Environment and Climate Change Canada defines brownfields as "abandoned, idle or underutilized commercial or industrial properties [typically located in urban areas] where past actions have caused environmental contamination, but which still have potential for redevelopment or other economic opportunities."[3]

United States[edit]

The US EPA has defined brownfield not simply as a possible improvement site which has been previously improved, but one that may also have impediments, such as "the presence or potential presence of a hazardous substance, pollutant, or contaminant".[4] This comports well with an available general definition of the term, which scopes to "industrial or commercial property".[5]

The term brownfields first came into use on June 28, 1992, at a U.S. congressional field hearing hosted by the Northeast Midwest Congressional Coalition. Also in 1992, the first detailed policy analysis of the issue was convened by the Cuyahoga County Planning Commission. The United States Environmental Protection Agency selected Cuyahoga County as its first brownfield pilot project in September 1993.[6] The term applies more generally to previously used land or to sections of industrial or commercial facilities that are to be upgraded.[7]

In 2002, President George W. Bush signed the Small Business Liability Relief and Brownfields Revitalization Act (the “Brownfields Law”) which provides grants and tools to local governments for the assessment, cleanup, and revitalization of brownfields. The motivation for this act was the success of the EPA’s brownfields program, which it started in the 1990s in response to several court cases that caused lenders to redline contaminated property for fear of liability under the Superfund. As of September 2015, the EPA estimates that the Brownfields program has resulted in 56,442 acres of land readied for reuse.[8]

Mothballed brownfields are properties that the owners are not willing to transfer or put to productive reuse.[9][failed verification]

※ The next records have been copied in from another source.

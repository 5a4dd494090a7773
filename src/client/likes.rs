//! Liked tracks and their mirror on the backend
//!
//! Toggling a like only touches local state and publishes `LikeToggled`.
//! [`LikeSync::spawn`] runs the layer that mirrors those events to the
//! backend while a session is active.

use std::collections::HashSet;

use futures::future::join_all;
use tokio::sync::broadcast::error::RecvError;
use tokio::task::JoinHandle;

use super::api::MusicApi;
use super::session::Session;
use crate::error::Result;
use crate::events::{EngineEvent, EventBus};
use crate::model::{LocalStore, TrackDescriptor};

#[derive(Clone)]
pub struct LikeSync {
    api: MusicApi,
    session: Session,
    store: LocalStore,
    events: EventBus,
}

impl LikeSync {
    pub fn new(api: MusicApi, session: Session, store: LocalStore, events: EventBus) -> Self {
        Self {
            api,
            session,
            store,
            events,
        }
    }

    pub async fn is_liked(&self, track_id: &str) -> bool {
        self.store.read(|state| state.liked.is_liked(track_id)).await
    }

    pub async fn liked(&self) -> Vec<TrackDescriptor> {
        self.store.read(|state| state.liked.tracks().to_vec()).await
    }

    /// Flip a track's liked state; returns whether it is liked afterwards.
    pub async fn toggle(&self, track: &TrackDescriptor) -> bool {
        let liked = self.store.update(|state| state.liked.toggle(track)).await;
        tracing::info!(track_id = %track.id, liked, "Like toggled");
        self.events.emit(EngineEvent::LikeToggled {
            track: track.clone(),
            liked,
        });
        liked
    }

    /// Mirror like toggles to the backend until the bus closes.
    pub fn spawn(&self) -> JoinHandle<()> {
        let sync = self.clone();
        let mut rx = self.events.subscribe();
        tokio::spawn(async move {
            loop {
                match rx.recv().await {
                    Ok(EngineEvent::LikeToggled { track, liked }) => sync.mirror(&track, liked).await,
                    Ok(_) => {}
                    Err(RecvError::Lagged(skipped)) => {
                        tracing::warn!(skipped, "Like sync fell behind the event bus");
                    }
                    Err(RecvError::Closed) => break,
                }
            }
            tracing::debug!("Like sync layer stopped");
        })
    }

    async fn mirror(&self, track: &TrackDescriptor, liked: bool) {
        if !self.session.is_active().await {
            return;
        }
        let result = if liked {
            self.api.add_cloud_like(track).await
        } else {
            self.api.remove_cloud_like(&track.id).await
        };
        if let Err(e) = result {
            tracing::warn!(track_id = %track.id, liked, error = %e, "Could not mirror like to server");
        }
    }

    /// Two-way merge with the server's liked list.
    ///
    /// Local-only likes are uploaded, then the local list becomes the
    /// server's entries followed by the local-only ones, without duplicates.
    /// Returns the merged size, or 0 without a session.
    pub async fn sync(&self) -> Result<usize> {
        if !self.session.is_active().await {
            return Ok(0);
        }

        let cloud = self.api.cloud_likes().await?;
        let cloud_ids: HashSet<String> = cloud.iter().map(|l| l.song_id.clone()).collect();
        let local_only: Vec<TrackDescriptor> = self
            .liked()
            .await
            .into_iter()
            .filter(|t| !cloud_ids.contains(&t.id))
            .collect();

        let uploads = join_all(local_only.iter().map(|track| self.api.add_cloud_like(track))).await;
        for (track, result) in local_only.iter().zip(uploads) {
            if let Err(e) = result {
                tracing::warn!(track_id = %track.id, error = %e, "Could not upload local like");
            }
        }

        let mut seen = HashSet::new();
        let merged: Vec<TrackDescriptor> = cloud
            .into_iter()
            .map(TrackDescriptor::from)
            .chain(local_only)
            .filter(|t| seen.insert(t.id.clone()))
            .collect();

        let count = merged.len();
        self.store.update(|state| state.liked.replace(merged)).await;
        tracing::info!(count, "Liked songs synced");
        self.events.emit(EngineEvent::LikesSynced(count));
        Ok(count)
    }
}
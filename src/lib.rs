//! Streaming music playback core
//!
//! A bounded TTL cache, an authenticated fetch pipeline, a play queue, a
//! playback engine with an equalizer/crossfade chain and a spectrum
//! visualizer. The `controller` module is a headless console front-end over
//! the core.

pub mod audio;
pub mod client;
pub mod config;
pub mod context;
pub mod controller;
pub mod engine;
pub mod error;
pub mod events;
pub mod logging;
pub mod model;

pub use error::{Error, Result};
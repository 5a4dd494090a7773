//! Shared handles every player component is built from

use std::sync::Arc;

use crate::client::{AuthenticatedFetch, LikeSync, MusicApi, Session, Transport};
use crate::config::Config;
use crate::error::Result;
use crate::events::EventBus;
use crate::model::LocalStore;

#[derive(Clone)]
pub struct PlayerContext {
    pub config: Arc<Config>,
    pub events: EventBus,
    pub session: Session,
    pub api: MusicApi,
    pub store: LocalStore,
    pub likes: LikeSync,
}

impl PlayerContext {
    pub fn new(config: Config, transport: Arc<dyn Transport>, store: LocalStore) -> Result<Self> {
        let events = EventBus::new();
        let session = Session::new(config.auth_strategy, events.clone());
        let fetch = AuthenticatedFetch::new(transport, session.clone(), &config.base_url)?;
        let api = MusicApi::new(fetch, config.quality.clone());
        let likes = LikeSync::new(api.clone(), session.clone(), store.clone(), events.clone());

        tracing::debug!(base_url = %config.base_url, auth = ?config.auth_strategy, "Player context ready");
        Ok(Self {
            config: Arc::new(config),
            events,
            session,
            api,
            store,
            likes,
        })
    }
}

Brownfield status is a legal designation which places restrictions, conditions or incentives on redevelopment and use on the site.[citation needed]

United Kingdom[edit]

In the United Kingdom, the term 'brownfield' has a colloquial meaning roughly equivalent to the American usage described above, i.e. vacant or derelict land or property, usually industrial in nature. In terms of British Town and Country Planning, however, the meaning of 'brownfield' is more complex, and is often conflated with the technical term 'previously developed land' (PDL). PDL was originally defined in planning policy for housing development in England and Wales, and was carefully distinguished in such policy from 'brownfield', which was undefined but considered to be different.[10]: 26  The definition from the 2012 National Planning Policy Guidance, which only applies to England, uses the terms 'brownfield' and 'previously developed land' interchangeably:[11]

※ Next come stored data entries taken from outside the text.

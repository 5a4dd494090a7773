//! Search, catalog and account commands

use crate::error::Result;
use crate::model::PlaybackState;

use super::{AppController, format_duration, format_track};

impl AppController {
    pub(crate) async fn search(&self, query: &str) -> Result<String> {
        let results = self.ctx.api.search(query).await?;
        tracing::info!(query, count = results.len(), "Search finished");
        Ok(self.set_listing(results).await)
    }

    pub(crate) async fn trending(&self) -> Result<String> {
        let results = self.ctx.api.trending().await?;
        Ok(self.set_listing(results).await)
    }

    pub(crate) async fn lyrics(&self) -> Result<String> {
        let Some(track) = self.engine.current_track().await else {
            return Ok("Nothing is playing".to_string());
        };
        Ok(self
            .ctx
            .api
            .lyrics(&track.id)
            .await?
            .unwrap_or_else(|| format!("No lyrics for {}", track.title)))
    }

    pub(crate) async fn like_current(&self) -> Result<String> {
        Ok(match self.engine.toggle_like_current().await {
            Some(true) => "Added to liked songs".to_string(),
            Some(false) => "Removed from liked songs".to_string(),
            None => "Nothing is playing".to_string(),
        })
    }

    pub(crate) async fn list_likes(&self) -> Result<String> {
        let liked = self.ctx.likes.liked().await;
        Ok(self.set_listing(liked).await)
    }

    pub(crate) async fn sync_likes(&self) -> Result<String> {
        if !self.ctx.session.is_active().await {
            return Ok("Login to sync liked songs".to_string());
        }
        let count = self.ctx.likes.sync().await?;
        Ok(format!("Synced {} liked songs", count))
    }

    pub(crate) async fn login(&self, username: &str, password: &str) -> Result<String> {
        self.ctx.api.fetch().login(username, password).await?;
        let synced = match self.ctx.likes.sync().await {
            Ok(count) => format!(", {} liked songs synced", count),
            Err(e) => {
                tracing::warn!(error = %e, "Like sync after login failed");
                String::new()
            }
        };
        Ok(format!("Logged in as {}{}", username, synced))
    }

    pub(crate) async fn logout(&self) -> Result<String> {
        if !self.ctx.session.is_active().await {
            return Ok("Not logged in".to_string());
        }
        self.ctx.api.fetch().logout().await;
        Ok("Logged out".to_string())
    }

    pub(crate) async fn status(&self) -> String {
        let snapshot = self.engine.snapshot().await;
        let mut lines = Vec::new();

        match (&snapshot.track, snapshot.state) {
            (Some(track), state) => lines.push(format!(
                "{:?}: {} [{} / {}]",
                state,
                format_track(track),
                format_duration(snapshot.position.as_secs()),
                format_duration(snapshot.duration.as_secs()),
            )),
            (None, PlaybackState::Loading) => lines.push("Loading".to_string()),
            (None, _) => lines.push("Idle".to_string()),
        }

        lines.push(format!(
            "Volume {:.0}% | shuffle {} | repeat {} | queue {}/{}",
            snapshot.volume * 100.0,
            if snapshot.shuffle { "on" } else { "off" },
            snapshot.repeat.label(),
            snapshot.cursor + 1,
            snapshot.queue_len,
        ));

        if let Some(remaining) = self.engine.sleep_timer_remaining().await {
            lines.push(format!("Sleep in {}", format_duration(remaining.as_secs())));
        }
        if let Some(user) = self.ctx.session.user().await {
            lines.push(format!("Logged in as {}", user));
        }
        lines.join("\n")
    }
}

"Land which is or was occupied by a permanent structure, including the curtilage of the developed land (although it should not be assumed that the whole of the curtilage should be developed) and any associated fixed surface infrastructure. This excludes:

  • land that is or has been occupied by agricultural or forestry buildings;
  • land that has been developed for minerals extraction (mining) or waste disposal by landfill purposes where provision for restoration has been made through development control procedures;
  • land in built-up areas such as private residential gardens, parks, recreation grounds and allotments; and
  • land that was previously developed but where the remains of the permanent structure or fixed surface structure have blended into the landscape in the process of time."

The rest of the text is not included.